# 10-22 Takedown just for Preppers?



## Salt Assault (Dec 3, 2004)

Stopped in at Carter Country on I-10 after an awesome lunch at Goode Company BBQ with a friend. But I am looking for another 22 and after checking out an 
AR-15 style, one with a Lazer, the 10-22 and some others I just couldn't make up my mind, I wanted all of them. So I thought I would put it to the 2-Cool brain trust. I doubt I will put a nice scope on any of them and will just use it for plinking so I am kinda leaning towards the 10-22 Takedown but just didn't know that much about it or if anyone has any strong opinions about it good or bad. Also open to other suggestions to any other 22's.


----------



## ockhamsrazor (Feb 8, 2010)

I have several take down 22's. The Marlin Papoose,Henry Survival,Ruger 10-22 takedown. The best for return to POA is the Ruger,locks up tight and funtion is flawless. The Henry is the best for ease of carry and is pretty accurate just not as good as the Ruger. The first two are open sighted but the Marlin has a red dot and shoots great with my old eyes. It also has a carry case that floats and lays flat unlike the Ruger that is a bit more bulky. There is a company called AGP Arms that makes a folding stock for the Ruger take down that looks awsome.


----------



## tinman (Apr 13, 2005)

I have a Browning take down, had it for many years, and wouldn't take for it. Got a Weaver K-4 scope on it.

Tinman


----------



## dwilliams35 (Oct 8, 2006)

If you're looking for a takedown gun, I'd agree the 10-22 is the way to go.. If you're just looking for a .22, it wouldn't be my first choice.


----------



## Salt Assault (Dec 3, 2004)

dwilliams35 said:


> If you're looking for a takedown gun, I'd agree the 10-22 is the way to go.. If you're just looking for a .22, it wouldn't be my first choice.

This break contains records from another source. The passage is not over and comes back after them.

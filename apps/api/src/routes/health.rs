use axum::Json;
use serde_json::{json, Value};

/// GET /health
/// Returns a simple status object with service version.
pub async fn health_handler() -> Json<Value> {
    Json(json!({
        "status": "ok",
        "version": env!("CARGO_PKG_VERSION"),
        "service": "crm-reconciler"
    }))
}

I just thought the 10-22 was a good concept but how accurate does it really shoot compared to a regular .22? I am not sure it's what I am really after, it seems to me that it would be ok if you wanted something compact or to put in a back pack. I figure The AR-15 with a collapsible stock would be similar but not sure how much I would really shoot it. 
The .22 I have now is an old Marlin and it's been a good gun buts time to replace it. The .22 with the Lazer was pretty cool in the store but I am not sure how it would be out in the sun. I was surprised with Just so many choices out there for .22s, I usually know what I want before I get to the counter but not this time.


----------



## TranTheMan (Aug 17, 2009)

Salt Assault said:


> The .22 with the Lazer was pretty cool in the store but I am not sure how it would be out in the sun.


The cool factor fades very fast out there in the sun. I have a few handguns with red laser and none really go very far in the sun (handguns don't need to), but with a rifle I want to reach out at least 50 -75 yards. I think a small red dot sight is a better choice. Bushnell TRS-25 is a small red dot sight that works very well for me.


----------



## ockhamsrazor (Feb 8, 2010)

The 10-22 Takedown I have shoots as good as the regular 10-22's I have and returns to POA everytime. When it is adjusted right the lock up is tight and hard to tell it's not a regular 10-22. The 10-22 is good if you are into customizing as there are plenty of accessories for them. The Marlin Model 60's are good guns and any of the bolt actions Marlin makes work great. Just depends on how much you want to spend and what style your looking for as to which rifle is best. Just stick with the major brands and I dont think you'll have a problem.


----------



## THE JAMMER (Aug 1, 2005)

TranTheMan said:


> The cool factor fades very fast out there in the sun. I have a few handguns with red laser and none really go very far in the sun (handguns don't need to), but with a rifle I want to reach out at least 50 -75 yards. I think a small red dot sight is a better choice. Bushnell TRS-25 is a small red dot sight that works very well for me.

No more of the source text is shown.